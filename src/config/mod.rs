//! Configuration types for the Render API client.
//!
//! # Overview
//!
//! - [`RenderConfig`]: Immutable client configuration
//! - [`RenderConfigBuilder`]: Builder for constructing [`RenderConfig`] instances
//! - [`ApiKey`]: A validated API key with masked debug output
//! - [`BaseUrl`]: A validated API base URL
//!
//! # Example
//!
//! ```rust
//! use std::time::Duration;
//! use render_api::{ApiKey, RenderConfig};
//!
//! let config = RenderConfig::builder()
//!     .api_key(ApiKey::new("rnd_abc123").unwrap())
//!     .timeout(Duration::from_secs(60))
//!     .max_retries(5)
//!     .build()
//!     .unwrap();
//!
//! assert_eq!(config.base_url().as_ref(), "https://api.render.com/v1");
//! ```

mod newtypes;

pub use newtypes::{ApiKey, BaseUrl};

use std::time::Duration;

use crate::error::ConfigError;

/// Default base URL of the Render API.
pub const DEFAULT_BASE_URL: &str = "https://api.render.com/v1";

/// Default per-attempt timeout in milliseconds.
pub const DEFAULT_TIMEOUT_MS: u64 = 30_000;

/// Default number of retries after the first attempt.
pub const DEFAULT_MAX_RETRIES: u32 = 3;

/// Default delay before the first retry, in milliseconds.
pub const DEFAULT_INITIAL_RETRY_DELAY_MS: u64 = 1_000;

/// Environment variable holding the API key.
pub const API_KEY_ENV: &str = "RENDER_API_KEY";

/// Environment variable holding an optional base URL override.
pub const BASE_URL_ENV: &str = "RENDER_BASE_URL";

/// Configuration for the Render API client.
///
/// Set once at construction and never mutated afterwards; every request made
/// through a client shares the same configuration.
///
/// # Timeouts and retries
///
/// `timeout` bounds a single attempt, not the whole operation. A request that
/// is retried `max_retries` times can therefore take up to
/// `(max_retries + 1) * timeout` plus the backoff delays.
#[derive(Clone, Debug)]
pub struct RenderConfig {
    api_key: ApiKey,
    base_url: BaseUrl,
    timeout: Duration,
    max_retries: u32,
    initial_retry_delay: Duration,
    user_agent_prefix: Option<String>,
}

impl RenderConfig {
    /// Creates a new builder for constructing a `RenderConfig`.
    #[must_use]
    pub fn builder() -> RenderConfigBuilder {
        RenderConfigBuilder::new()
    }

    /// Creates a configuration with default settings for the given key.
    #[must_use]
    pub fn new(api_key: ApiKey) -> Self {
        Self {
            api_key,
            base_url: BaseUrl::default(),
            timeout: Duration::from_millis(DEFAULT_TIMEOUT_MS),
            max_retries: DEFAULT_MAX_RETRIES,
            initial_retry_delay: Duration::from_millis(DEFAULT_INITIAL_RETRY_DELAY_MS),
            user_agent_prefix: None,
        }
    }

    /// Loads a configuration from `RENDER_API_KEY` and, if set,
    /// `RENDER_BASE_URL`.
    ///
    /// # Errors
    ///
    /// Returns [`ConfigError::MissingEnvVar`] if the API key variable is not
    /// set, or a validation error for an empty key or a malformed URL.
    pub fn from_env() -> Result<Self, ConfigError> {
        let api_key = std::env::var(API_KEY_ENV)
            .map_err(|_| ConfigError::MissingEnvVar { name: API_KEY_ENV })?;

        let mut builder = Self::builder().api_key(ApiKey::new(api_key)?);
        if let Ok(base_url) = std::env::var(BASE_URL_ENV) {
            builder = builder.base_url(BaseUrl::new(base_url)?);
        }
        builder.build()
    }

    /// Returns the API key.
    #[must_use]
    pub const fn api_key(&self) -> &ApiKey {
        &self.api_key
    }

    /// Returns the base URL.
    #[must_use]
    pub const fn base_url(&self) -> &BaseUrl {
        &self.base_url
    }

    /// Returns the default per-attempt timeout.
    #[must_use]
    pub const fn timeout(&self) -> Duration {
        self.timeout
    }

    /// Returns the default number of retries after the first attempt.
    #[must_use]
    pub const fn max_retries(&self) -> u32 {
        self.max_retries
    }

    /// Returns the delay before the first retry.
    #[must_use]
    pub const fn initial_retry_delay(&self) -> Duration {
        self.initial_retry_delay
    }

    /// Returns the user agent prefix, if configured.
    #[must_use]
    pub fn user_agent_prefix(&self) -> Option<&str> {
        self.user_agent_prefix.as_deref()
    }
}

// Verify RenderConfig is Send + Sync at compile time
const _: fn() = || {
    const fn assert_send_sync<T: Send + Sync>() {}
    assert_send_sync::<RenderConfig>();
};

/// Builder for constructing [`RenderConfig`] instances.
///
/// Only `api_key` is required.
///
/// # Defaults
///
/// - `base_url`: `https://api.render.com/v1`
/// - `timeout`: 30 seconds
/// - `max_retries`: 3
/// - `initial_retry_delay`: 1 second
/// - `user_agent_prefix`: `None`
#[derive(Debug, Default)]
pub struct RenderConfigBuilder {
    api_key: Option<ApiKey>,
    base_url: Option<BaseUrl>,
    timeout: Option<Duration>,
    max_retries: Option<u32>,
    initial_retry_delay: Option<Duration>,
    user_agent_prefix: Option<String>,
}

impl RenderConfigBuilder {
    /// Creates a new builder with default values.
    #[must_use]
    pub fn new() -> Self {
        Self::default()
    }

    /// Sets the API key (required).
    #[must_use]
    pub fn api_key(mut self, key: ApiKey) -> Self {
        self.api_key = Some(key);
        self
    }

    /// Sets the base URL.
    #[must_use]
    pub fn base_url(mut self, url: BaseUrl) -> Self {
        self.base_url = Some(url);
        self
    }

    /// Sets the default per-attempt timeout.
    #[must_use]
    pub const fn timeout(mut self, timeout: Duration) -> Self {
        self.timeout = Some(timeout);
        self
    }

    /// Sets the number of retries after the first attempt.
    #[must_use]
    pub const fn max_retries(mut self, retries: u32) -> Self {
        self.max_retries = Some(retries);
        self
    }

    /// Sets the delay before the first retry. Later retries double it.
    #[must_use]
    pub const fn initial_retry_delay(mut self, delay: Duration) -> Self {
        self.initial_retry_delay = Some(delay);
        self
    }

    /// Sets a prefix for the `User-Agent` header.
    #[must_use]
    pub fn user_agent_prefix(mut self, prefix: impl Into<String>) -> Self {
        self.user_agent_prefix = Some(prefix.into());
        self
    }

    /// Builds the [`RenderConfig`].
    ///
    /// # Errors
    ///
    /// Returns [`ConfigError::MissingRequiredField`] if `api_key` is not set.
    pub fn build(self) -> Result<RenderConfig, ConfigError> {
        let api_key = self
            .api_key
            .ok_or(ConfigError::MissingRequiredField { field: "api_key" })?;

        Ok(RenderConfig {
            api_key,
            base_url: self.base_url.unwrap_or_default(),
            timeout: self
                .timeout
                .unwrap_or(Duration::from_millis(DEFAULT_TIMEOUT_MS)),
            max_retries: self.max_retries.unwrap_or(DEFAULT_MAX_RETRIES),
            initial_retry_delay: self
                .initial_retry_delay
                .unwrap_or(Duration::from_millis(DEFAULT_INITIAL_RETRY_DELAY_MS)),
            user_agent_prefix: self.user_agent_prefix,
        })
    }
}

#[cfg(test)]
mod tests {
    use super::*;

    fn test_key() -> ApiKey {
        ApiKey::new("rnd_test_key").unwrap()
    }

    #[test]
    fn test_builder_requires_api_key() {
        let result = RenderConfigBuilder::new().max_retries(1).build();

        assert!(matches!(
            result,
            Err(ConfigError::MissingRequiredField { field: "api_key" })
        ));
    }

    #[test]
    fn test_builder_provides_sensible_defaults() {
        let config = RenderConfig::builder().api_key(test_key()).build().unwrap();

        assert_eq!(config.base_url().as_ref(), DEFAULT_BASE_URL);
        assert_eq!(config.timeout(), Duration::from_millis(30_000));
        assert_eq!(config.max_retries(), 3);
        assert_eq!(config.initial_retry_delay(), Duration::from_secs(1));
        assert!(config.user_agent_prefix().is_none());
    }

    #[test]
    fn test_default_base_url_matches_parsed_form() {
        let parsed = BaseUrl::new(DEFAULT_BASE_URL).unwrap();
        assert_eq!(BaseUrl::default(), parsed);
        assert_eq!(BaseUrl::default().host_name(), "api.render.com");
    }

    #[test]
    fn test_new_matches_builder_defaults() {
        let from_new = RenderConfig::new(test_key());
        let from_builder = RenderConfig::builder().api_key(test_key()).build().unwrap();

        assert_eq!(from_new.base_url(), from_builder.base_url());
        assert_eq!(from_new.timeout(), from_builder.timeout());
        assert_eq!(from_new.max_retries(), from_builder.max_retries());
    }

    #[test]
    fn test_builder_with_all_optional_fields() {
        let base_url = BaseUrl::new("https://custom.api.render.com/v1").unwrap();

        let config = RenderConfig::builder()
            .api_key(test_key())
            .base_url(base_url.clone())
            .timeout(Duration::from_secs(60))
            .max_retries(5)
            .initial_retry_delay(Duration::from_millis(250))
            .user_agent_prefix("MyApp/1.0")
            .build()
            .unwrap();

        assert_eq!(config.base_url(), &base_url);
        assert_eq!(config.timeout(), Duration::from_secs(60));
        assert_eq!(config.max_retries(), 5);
        assert_eq!(config.initial_retry_delay(), Duration::from_millis(250));
        assert_eq!(config.user_agent_prefix(), Some("MyApp/1.0"));
    }

    #[test]
    fn test_config_debug_does_not_leak_api_key() {
        let config = RenderConfig::new(test_key());
        let debug_str = format!("{config:?}");
        assert!(debug_str.contains("RenderConfig"));
        assert!(!debug_str.contains("rnd_test_key"));
    }

    #[test]
    fn test_config_is_send_sync() {
        fn assert_send_sync<T: Send + Sync>() {}
        assert_send_sync::<RenderConfig>();
    }
}
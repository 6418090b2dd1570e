//! Project resource implementation.
//!
//! Projects group the environments of an application under one owner
//! (a user or a team).
//!
//! # Example
//!
//! ```rust,ignore
//! use render_api::rest::resources::{CreateProjectInput, ListProjectsParams};
//! use render_api::pagination::PaginationParams;
//!
//! let page = client
//!     .projects()
//!     .list(&ListProjectsParams::default().owner_id("tea-123"), PaginationParams::default())
//!     .await?;
//! for project in page.iter() {
//!     println!("{} ({})", project.name, project.id);
//! }
//!
//! let project = client
//!     .projects()
//!     .create(&CreateProjectInput::new("storefront", "tea-123"))
//!     .await?;
//! ```

use chrono::{DateTime, Utc};
use serde::{Deserialize, Serialize};

use crate::clients::{QueryValue, RenderError};
use crate::pagination::{
    fetch_one_page, paginate, AutoPaginateOptions, CursorItem, ItemStream, PaginatedResponse,
    PaginationParams,
};
use crate::rest::resource::{path_segment, Resource};
use crate::rest::resources::ProtectedStatus;

/// A Render project.
#[derive(Debug, Clone, Serialize, Deserialize, PartialEq, Eq)]
#[serde(rename_all = "camelCase")]
pub struct Project {
    /// The unique identifier (e.g., `prj-abc123`).
    pub id: String,
    /// The project name.
    pub name: String,
    /// The owning user or team.
    pub owner_id: String,
    /// When the project was created.
    pub created_at: DateTime<Utc>,
    /// When the project was last updated.
    pub updated_at: DateTime<Utc>,
}

/// List element of `GET /projects`.
#[derive(Debug, Clone, Deserialize)]
struct ProjectWithCursor {
    cursor: String,
    project: Project,
}

impl From<ProjectWithCursor> for CursorItem<Project> {
    fn from(wire: ProjectWithCursor) -> Self {
        Self::new(wire.cursor, wire.project)
    }
}

/// An environment to create together with a project.
#[derive(Debug, Clone, Serialize, Deserialize, PartialEq, Eq)]
#[serde(rename_all = "camelCase")]
pub struct ProjectEnvironmentInput {
    /// The environment name.
    pub name: String,
    /// Whether the environment is protected.
    #[serde(skip_serializing_if = "Option::is_none")]
    pub protected_status: Option<ProtectedStatus>,
}

/// Body of `POST /projects`.
#[derive(Debug, Clone, Serialize, Deserialize, PartialEq, Eq)]
#[serde(rename_all = "camelCase")]
pub struct CreateProjectInput {
    /// The project name.
    pub name: String,
    /// The owning user or team.
    pub owner_id: String,
    /// Environments to create with the project.
    #[serde(skip_serializing_if = "Option::is_none")]
    pub environments: Option<Vec<ProjectEnvironmentInput>>,
}

impl CreateProjectInput {
    /// Creates an input with no initial environments.
    #[must_use]
    pub fn new(name: impl Into<String>, owner_id: impl Into<String>) -> Self {
        Self {
            name: name.into(),
            owner_id: owner_id.into(),
            environments: None,
        }
    }
}

/// Body of `PATCH /projects/{id}`. Unset fields are left unchanged.
#[derive(Debug, Clone, Default, Serialize, Deserialize, PartialEq, Eq)]
#[serde(rename_all = "camelCase")]
pub struct UpdateProjectInput {
    /// The new project name.
    #[serde(skip_serializing_if = "Option::is_none")]
    pub name: Option<String>,
}

/// Filters for listing projects.
#[derive(Debug, Clone, Default, PartialEq, Eq)]
pub struct ListProjectsParams {
    /// Only projects with this name.
    pub name: Option<String>,
    /// Only projects owned by these owners.
    pub owner_ids: Vec<String>,
}

impl ListProjectsParams {
    /// Filters by project name.
    #[must_use]
    pub fn name(mut self, name: impl Into<String>) -> Self {
        self.name = Some(name.into());
        self
    }

    /// Adds an owner to filter by.
    #[must_use]
    pub fn owner_id(mut self, owner_id: impl Into<String>) -> Self {
        self.owner_ids.push(owner_id.into());
        self
    }

    fn to_query(&self) -> Vec<(String, QueryValue)> {
        let mut query = Vec::new();
        if let Some(name) = self.name.as_ref().filter(|n| !n.is_empty()) {
            query.push(("name".to_string(), QueryValue::from(name)));
        }
        if !self.owner_ids.is_empty() {
            query.push(("ownerId".to_string(), self.owner_ids.join(",").into()));
        }
        query
    }
}

/// Client for the `/projects` endpoints.
#[derive(Clone, Debug)]
pub struct ProjectsResource {
    base: Resource,
}

impl ProjectsResource {
    /// Creates the resource over a shared transport.
    #[must_use]
    pub const fn new(base: Resource) -> Self {
        Self { base }
    }

    /// Fetches one page of projects.
    ///
    /// # Errors
    ///
    /// Returns a transport error, or a `Validation` error if an element does
    /// not match [`Project`].
    pub async fn list(
        &self,
        params: &ListProjectsParams,
        page: PaginationParams,
    ) -> Result<PaginatedResponse<Project>, RenderError> {
        let fetch = self
            .base
            .page_fetcher::<ProjectWithCursor, Project>("/projects", params.to_query());
        fetch_one_page(fetch, page).await
    }

    /// Lazily yields every project matching `params`.
    #[must_use]
    pub fn list_all(
        &self,
        params: &ListProjectsParams,
        options: AutoPaginateOptions,
    ) -> ItemStream<'static, Project> {
        let fetch = self
            .base
            .page_fetcher::<ProjectWithCursor, Project>("/projects", params.to_query());
        paginate(fetch, options)
    }

    /// Creates a project.
    ///
    /// # Errors
    ///
    /// Returns a transport or `Validation` error.
    pub async fn create(&self, input: &CreateProjectInput) -> Result<Project, RenderError> {
        let body = Resource::to_body(input)?;
        let response = self.base.http().post("/projects", Some(body)).await?;
        Resource::parse(response)
    }

    /// Retrieves a project by id.
    ///
    /// # Errors
    ///
    /// Returns a `NotFound` error for an unknown id, or another transport or
    /// `Validation` error.
    pub async fn retrieve(&self, project_id: &str) -> Result<Project, RenderError> {
        let path = format!("/projects/{}", path_segment(project_id));
        let response = self.base.http().get(&path, &[]).await?;
        Resource::parse(response)
    }

    /// Updates a project.
    ///
    /// # Errors
    ///
    /// Returns a transport or `Validation` error.
    pub async fn update(
        &self,
        project_id: &str,
        input: &UpdateProjectInput,
    ) -> Result<Project, RenderError> {
        let path = format!("/projects/{}", path_segment(project_id));
        let body = Resource::to_body(input)?;
        let response = self.base.http().patch(&path, Some(body)).await?;
        Resource::parse(response)
    }

    /// Deletes a project.
    ///
    /// # Errors
    ///
    /// Returns a transport error.
    pub async fn delete(&self, project_id: &str) -> Result<(), RenderError> {
        let path = format!("/projects/{}", path_segment(project_id));
        self.base.http().delete(&path).await?;
        Ok(())
    }
}
//! Render resource clients and their models.
//!
//! # Available Resources
//!
//! | Resource | Endpoints |
//! |---|---|
//! | [`UsersResource`] | `GET /users` |
//! | [`ProjectsResource`] | `/projects`, `/projects/{id}` |
//! | [`EnvironmentsResource`] | `/environments`, `/environments/{id}`, `/environments/{id}/resources` |
//! | [`EventsResource`] | `GET /events/{id}` |
//!
//! List endpoints come in two flavors: `list` fetches one page and returns a
//! [`PaginatedResponse`](crate::pagination::PaginatedResponse), `list_all`
//! returns a lazy stream over every page.

mod environments;
mod events;
mod projects;
mod users;

use serde::{Deserialize, Serialize};

pub use environments::{
    CreateEnvironmentInput, Environment, EnvironmentsResource, ListEnvironmentsParams,
    UpdateEnvironmentInput,
};
pub use events::{Event, EventsResource};
pub use projects::{
    CreateProjectInput, ListProjectsParams, Project, ProjectEnvironmentInput, ProjectsResource,
    UpdateProjectInput,
};
pub use users::{User, UsersResource};

/// Protection status of an environment.
///
/// Protected environments restrict destructive actions to admins.
#[derive(Debug, Clone, Copy, Serialize, Deserialize, PartialEq, Eq, Hash)]
#[serde(rename_all = "snake_case")]
pub enum ProtectedStatus {
    /// Only admins can perform destructive actions.
    Protected,
    /// No additional restrictions.
    NotProtected,
}

#[cfg(test)]
mod tests {
    use super::*;

    #[test]
    fn test_protected_status_wire_values() {
        assert_eq!(
            serde_json::to_value(ProtectedStatus::NotProtected).unwrap(),
            "not_protected"
        );
        assert_eq!(
            serde_json::from_str::<ProtectedStatus>("\"protected\"").unwrap(),
            ProtectedStatus::Protected
        );
    }
}
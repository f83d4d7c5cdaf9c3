//! Family entity model and DTOs.
//!
//! A family is the ownership boundary: every loved one, event, gift, and
//! budget limit is reachable only through a family owned by the requesting
//! user.

use giftlist_core::types::{DbId, Timestamp};
use serde::{Deserialize, Serialize};
use sqlx::FromRow;

/// A row from the `families` table.
#[derive(Debug, Clone, FromRow, Serialize)]
pub struct Family {
    pub id: DbId,
    pub name: String,
    pub owner_user_id: DbId,
    pub created_at: Timestamp,
    pub updated_at: Timestamp,
}

/// DTO for creating a new family. The owner comes from the authenticated
/// user, never from the request body.
#[derive(Debug, Deserialize)]
pub struct CreateFamily {
    pub name: String,
}
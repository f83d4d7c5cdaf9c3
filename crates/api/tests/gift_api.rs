//! HTTP-level integration tests for gift endpoints, including the purchase
//! toggle state transition.

mod common;

use assert_matches::assert_matches;
use axum::http::StatusCode;
use common::{
    body_json, create_entity, get_auth, put_json_auth, seed_user_with_token,
};
use sqlx::PgPool;

/// Create a family + person for the given token and return the person id.
async fn seed_person(app: axum::Router, token: &str, name: &str) -> String {
    let family = create_entity(
        app.clone(),
        "/api/families",
        token,
        serde_json::json!({ "name": "Novákovi" }),
    )
    .await;
    let family_id = family["id"].as_str().unwrap();

    let person = create_entity(
        app,
        &format!("/api/families/{family_id}/persons"),
        token,
        serde_json::json!({ "name": name }),
    )
    .await;
    person["id"].as_str().unwrap().to_string()
}

// ---------------------------------------------------------------------------
// Creation and listing
// ---------------------------------------------------------------------------

/// A new gift starts unpurchased with no purchase date.
#[sqlx::test(migrations = "../../db/migrations")]
async fn test_create_gift_starts_unpurchased(pool: PgPool) {
    let (_user, token) = seed_user_with_token(&pool, "gifts@test.com").await;
    let app = common::build_test_app(pool);
    let person_id = seed_person(app.clone(), &token, "Babička").await;

    let gift = create_entity(
        app,
        &format!("/api/persons/{person_id}/gifts"),
        &token,
        serde_json::json!({ "name": "Hrneček", "description": "modrý", "price": 250 }),
    )
    .await;

    assert_eq!(gift["name"], "Hrneček");
    assert_eq!(gift["purchased"], false);
    assert_matches!(gift["purchase_date"], serde_json::Value::Null);
}

/// Gifts are listed newest first.
#[sqlx::test(migrations = "../../db/migrations")]
async fn test_gifts_listed_newest_first(pool: PgPool) {
    let (_user, token) = seed_user_with_token(&pool, "order@test.com").await;
    let app = common::build_test_app(pool);
    let person_id = seed_person(app.clone(), &token, "Děda").await;

    create_entity(
        app.clone(),
        &format!("/api/persons/{person_id}/gifts"),
        &token,
        serde_json::json!({ "name": "Šátek" }),
    )
    .await;
    create_entity(
        app.clone(),
        &format!("/api/persons/{person_id}/gifts"),
        &token,
        serde_json::json!({ "name": "Knížka" }),
    )
    .await;

    let response = get_auth(app, &format!("/api/persons/{person_id}/gifts"), &token).await;
    assert_eq!(response.status(), StatusCode::OK);

    let json = body_json(response).await;
    let gifts = json.as_array().unwrap();
    assert_eq!(gifts.len(), 2);
    assert_eq!(gifts[0]["name"], "Knížka");
    assert_eq!(gifts[1]["name"], "Šátek");
}

// ---------------------------------------------------------------------------
// Purchase toggle
// ---------------------------------------------------------------------------

/// Marking a gift purchased stamps the purchase date; undoing the purchase
/// clears it again.
#[sqlx::test(migrations = "../../db/migrations")]
async fn test_purchase_toggle_stamps_and_clears_date(pool: PgPool) {
    let (_user, token) = seed_user_with_token(&pool, "toggle@test.com").await;
    let app = common::build_test_app(pool);
    let person_id = seed_person(app.clone(), &token, "Máma").await;

    let gift = create_entity(
        app.clone(),
        &format!("/api/persons/{person_id}/gifts"),
        &token,
        serde_json::json!({ "name": "Kytka" }),
    )
    .await;
    let gift_id = gift["id"].as_str().unwrap();

    // Purchase: date is stamped server-side.
    let response = put_json_auth(
        app.clone(),
        &format!("/api/gifts/{gift_id}/purchased"),
        &token,
        serde_json::json!({ "purchased": true }),
    )
    .await;
    assert_eq!(response.status(), StatusCode::OK);
    let purchased = body_json(response).await;
    assert_eq!(purchased["purchased"], true);
    assert!(purchased["purchase_date"].is_string());

    // Undo: date is cleared.
    let response = put_json_auth(
        app,
        &format!("/api/gifts/{gift_id}/purchased"),
        &token,
        serde_json::json!({ "purchased": false }),
    )
    .await;
    assert_eq!(response.status(), StatusCode::OK);
    let unpurchased = body_json(response).await;
    assert_eq!(unpurchased["purchased"], false);
    assert_matches!(unpurchased["purchase_date"], serde_json::Value::Null);
}

// ---------------------------------------------------------------------------
// Updates and ownership
// ---------------------------------------------------------------------------

/// Updating a gift applies only the provided fields.
#[sqlx::test(migrations = "../../db/migrations")]
async fn test_update_gift_partial(pool: PgPool) {
    let (_user, token) = seed_user_with_token(&pool, "update@test.com").await;
    let app = common::build_test_app(pool);
    let person_id = seed_person(app.clone(), &token, "Táta").await;

    let gift = create_entity(
        app.clone(),
        &format!("/api/persons/{person_id}/gifts"),
        &token,
        serde_json::json!({ "name": "Ponožky", "store": "obchod na rohu" }),
    )
    .await;
    let gift_id = gift["id"].as_str().unwrap();

    let response = put_json_auth(
        app,
        &format!("/api/gifts/{gift_id}"),
        &token,
        serde_json::json!({ "name": "Vlněné ponožky", "price": 199 }),
    )
    .await;
    assert_eq!(response.status(), StatusCode::OK);

    let updated = body_json(response).await;
    assert_eq!(updated["name"], "Vlněné ponožky");
    assert_eq!(updated["store"], "obchod na rohu");
}

/// Mutating another user's gift is forbidden, identical to a missing gift.
#[sqlx::test(migrations = "../../db/migrations")]
async fn test_foreign_gift_update_forbidden(pool: PgPool) {
    let (_user_a, token_a) = seed_user_with_token(&pool, "a@test.com").await;
    let (_user_b, token_b) = seed_user_with_token(&pool, "b@test.com").await;
    let app = common::build_test_app(pool);
    let person_id = seed_person(app.clone(), &token_a, "Babička").await;

    let gift = create_entity(
        app.clone(),
        &format!("/api/persons/{person_id}/gifts"),
        &token_a,
        serde_json::json!({ "name": "Hrneček" }),
    )
    .await;
    let gift_id = gift["id"].as_str().unwrap();

    let response = put_json_auth(
        app.clone(),
        &format!("/api/gifts/{gift_id}"),
        &token_b,
        serde_json::json!({ "name": "Ukradený hrneček" }),
    )
    .await;
    assert_eq!(response.status(), StatusCode::FORBIDDEN);

    let response = put_json_auth(
        app,
        &format!("/api/gifts/{gift_id}/purchased"),
        &token_b,
        serde_json::json!({ "purchased": true }),
    )
    .await;
    assert_eq!(response.status(), StatusCode::FORBIDDEN);
}
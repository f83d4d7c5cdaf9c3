//! Entity models and DTOs.
//!
//! Each submodule contains:
//! - A `FromRow` + `Serialize` entity struct matching the database row
//! - A `Deserialize` create DTO for inserts
//! - A `Deserialize` update DTO (all `Option` fields) where patching exists

pub mod budget_limit;
pub mod event;
pub mod family;
pub mod gift;
pub mod person;
pub mod session;
pub mod user;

§ §

■ PROBLEM DETAILS:
Report each line in the data above that holds the word "actions" by copying it.

■ WRITTEN SOLUTION:
/// Protected environments restrict destructive actions to admins.
    /// Only admins can perform destructive actions.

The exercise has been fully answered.